Pak kasim hanya mengangguk, membenarkan ucapan istrinya walau bagaimana pun puri, putri sulungnya berhak memilih kehidupannya sendiri termasuk calon pendamping hidupnya.

"Assalamualaikum.."

Terdengar ucapan salam dari depan rumah, tak lama kemudian muncullah Mamat menghampiri ibu dan bapak nya.

" Bapak.... ibu....! " teriak Mamat kegirangan.

" Ada apa toh mat, kok sepertinya kamu senang sekali? " tanya ibu ningsih

" Hari ini Mamat ulangan nya dapat nilai seratus bu! " ujar mamat seraya memperlihatkan kertas yang di pegangnya.

melihat angka seratus di kertas ulangan itu membuat pak kasim dan ibu ningsih merasa senang.

" Wah, anak kita pinter ya pak"

" Ya bu, itu juga berkat puri yang telaten melatih adiknya tiap hari"

" Mat, mbak purinya mana? " tanya pak kasim

" Di rumah pak, lagi ganti baju" jawab mamat.

" Cepat suruh kesini ya... "

Mamat mengangguk.

" Iya pak.. " ucap mamat beranjak pergi

Puri adalah putri pertama pak Kasim dan ibu Ningsih.
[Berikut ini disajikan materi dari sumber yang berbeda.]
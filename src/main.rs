use anyhow::{anyhow, Context, Result};
use clap::{Arg, ArgAction, Command};
use std::path::PathBuf;
use tracing::{error, info, warn};
use tracing_subscriber::EnvFilter;

use heatclip::config::{Config, ConfigBuilder};
use heatclip::page::{parse_video_id, SnapshotFetcher};
use heatclip::processing::BatchProcessor;

fn cli() -> Command {
    Command::new("Heatclip")
        .version(env!("CARGO_PKG_VERSION"))
        .author("TigreRoll")
        .about("Cut clips where a video's replay heatmap rises above its mean")
        .arg(
            Arg::new("videos")
                .long("videos")
                .value_name("IDS")
                .help("Comma-separated video IDs or watch URLs"),
        )
        .arg(
            Arg::new("video-file")
                .long("video-file")
                .value_name("FILE")
                .help("File with one video ID or URL per line"),
        )
        .arg(
            Arg::new("config")
                .short('c')
                .long("config")
                .value_name("FILE")
                .help("Configuration file (default: search heatclip.toml)"),
        )
        .arg(
            Arg::new("snapshot-dir")
                .short('p')
                .long("snapshot-dir")
                .value_name("DIR")
                .help("Directory of saved pages named {video_id}.html"),
        )
        .arg(
            Arg::new("source-dir")
                .short('s')
                .long("source-dir")
                .value_name("DIR")
                .help("Directory of downloaded source videos"),
        )
        .arg(
            Arg::new("transcript-dir")
                .short('t')
                .long("transcript-dir")
                .value_name("DIR")
                .help("Directory of {video_id}.{lang}.srt/.json transcripts"),
        )
        .arg(
            Arg::new("output-dir")
                .short('o')
                .long("output-dir")
                .value_name("DIR")
                .help("Output directory for clips and results"),
        )
        .arg(
            Arg::new("workers")
                .short('w')
                .long("workers")
                .value_name("NUM")
                .value_parser(clap::value_parser!(usize))
                .help("Number of videos processed in parallel"),
        )
        .arg(
            Arg::new("threshold")
                .long("threshold")
                .value_name("RATIO")
                .value_parser(clap::value_parser!(f64))
                .help("Deviation from mean attention that marks a rise or fall"),
        )
        .arg(
            Arg::new("no-cut")
                .long("no-cut")
                .help("Analyze only, do not cut clips")
                .action(ArgAction::SetTrue),
        )
        .arg(
            Arg::new("http")
                .long("http")
                .help("Fetch pages over HTTP instead of reading snapshots")
                .action(ArgAction::SetTrue),
        )
        .arg(
            Arg::new("verbose")
                .short('v')
                .long("verbose")
                .help("Enable verbose logging")
                .action(ArgAction::SetTrue),
        )
}

/// IDs from `--videos` and `--video-file`, in order, without duplicates
async fn collect_video_ids(matches: &clap::ArgMatches) -> Result<Vec<String>> {
    let mut inputs: Vec<String> = Vec::new();

    if let Some(videos) = matches.get_one::<String>("videos") {
        inputs.extend(videos.split(',').map(str::to_string));
    }

    if let Some(file) = matches.get_one::<String>("video-file") {
        let content = tokio::fs::read_to_string(file)
            .await
            .with_context(|| format!("failed to read video list {}", file))?;
        inputs.extend(
            content
                .lines()
                .map(str::trim)
                .filter(|line| !line.is_empty() && !line.starts_with('#'))
                .map(str::to_string),
        );
    }

    let mut ids: Vec<String> = Vec::new();
    for input in inputs.iter().map(|s| s.trim()).filter(|s| !s.is_empty()) {
        match parse_video_id(input) {
            Some(id) if !ids.contains(&id) => ids.push(id),
            Some(_) => {}
            None => warn!("⚠️ Skipping unrecognized video reference: {}", input),
        }
    }
    Ok(ids)
}

#[tokio::main]
async fn main() -> Result<()> {
    let matches = cli().get_matches();
    let verbose = matches.get_flag("verbose");

    let loaded = match matches.get_one::<String>("config") {
        Some(path) => Config::from_file(&PathBuf::from(path)).map(|mut config| {
            config.apply_env();
            config
        }),
        None => Config::load(),
    };

    let log_level = match (&loaded, verbose) {
        (_, true) => "debug".to_string(),
        (Ok(config), false) => config.output.log_level.clone(),
        (Err(_), false) => "info".to_string(),
    };
    let filter = EnvFilter::try_from_default_env()
        .unwrap_or_else(|_| EnvFilter::new(format!("heatclip={},warn", log_level)));
    tracing_subscriber::fmt().with_env_filter(filter).init();

    let config = loaded.unwrap_or_else(|e| {
        warn!("Failed to load config, using defaults: {}", e);
        Config::default()
    });

    let mut builder = ConfigBuilder::from_config(config);
    if let Some(dir) = matches.get_one::<String>("snapshot-dir") {
        builder = builder.with_snapshot_dir(PathBuf::from(dir));
    }
    if let Some(dir) = matches.get_one::<String>("source-dir") {
        builder = builder.with_source_dir(PathBuf::from(dir));
    }
    if let Some(dir) = matches.get_one::<String>("transcript-dir") {
        builder = builder.with_transcript_dir(PathBuf::from(dir));
    }
    if let Some(dir) = matches.get_one::<String>("output-dir") {
        builder = builder.with_output_dir(PathBuf::from(dir));
    }
    if let Some(workers) = matches.get_one::<usize>("workers") {
        builder = builder.with_workers(*workers);
    }
    if let Some(threshold) = matches.get_one::<f64>("threshold") {
        builder = builder.with_threshold(*threshold);
    }
    if matches.get_flag("no-cut") {
        builder = builder.enable_clips(false);
    }
    if matches.get_flag("http") {
        builder = builder.use_http(true);
    }
    let config = builder.build();
    config.validate()?;

    info!("🚀 Heatclip starting...");
    for line in config.summary().lines() {
        info!("{}", line);
    }

    let mut video_ids = collect_video_ids(&matches).await?;
    if video_ids.is_empty() && !config.page.use_http {
        video_ids = SnapshotFetcher::new(config.page.snapshot_dir.clone()).discover();
        info!("🔍 Discovered {} saved pages", video_ids.len());
    }
    if video_ids.is_empty() {
        error!("No videos given and no saved pages found");
        return Err(anyhow!("nothing to process: pass --videos, --video-file or --snapshot-dir"));
    }

    let workers = config.performance.max_workers;
    let processor = BatchProcessor::new(config, workers);
    let results = processor.process_videos(video_ids).await?;

    info!("🎉 Processing completed in {:.2}s", results.total_time.as_secs_f64());
    info!("✅ Succeeded: {}", results.succeeded);
    info!("🕳️ No heatmap: {}", results.no_heatmap);
    info!("⏳ Timed out: {}", results.timed_out);
    info!("🧩 Malformed: {}", results.malformed);
    info!("❌ Failed: {}", results.failed);
    info!("✂️ Clips cut: {}", results.clips_cut);

    Ok(())
}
Puri gadis yang baik, cantik, kulitnya putih. Ia memiliki senyuman yang manis namun agak sedikit tomboi.

Mendengar bahwa dirinya dipanggil, Puri segera menghampiri orang tuanya.

" Ada perlu apa bapak manggil puri? " tanya puri dengan sopan.

" Ada sesuatu yang sangat penting yang ingin bapak dan ibu bicarakan ke kamu" jawab pak Kasim.

" Hal penting, tentang apa? " puri mengernyitkan dahi.

" Begini puri, kemarin nak Anton datang ke sini, dia mau melamar kamu, apa kamu mau dilamar sama nak anton? " pak kasim memulai topik pembicaraan tanpa basa-basi.

" Pak.... puri kan udah bilang mau kerja dulu, puri ingin hidup mandiri pak.. bu... " mata puri mulai berkaca-kaca.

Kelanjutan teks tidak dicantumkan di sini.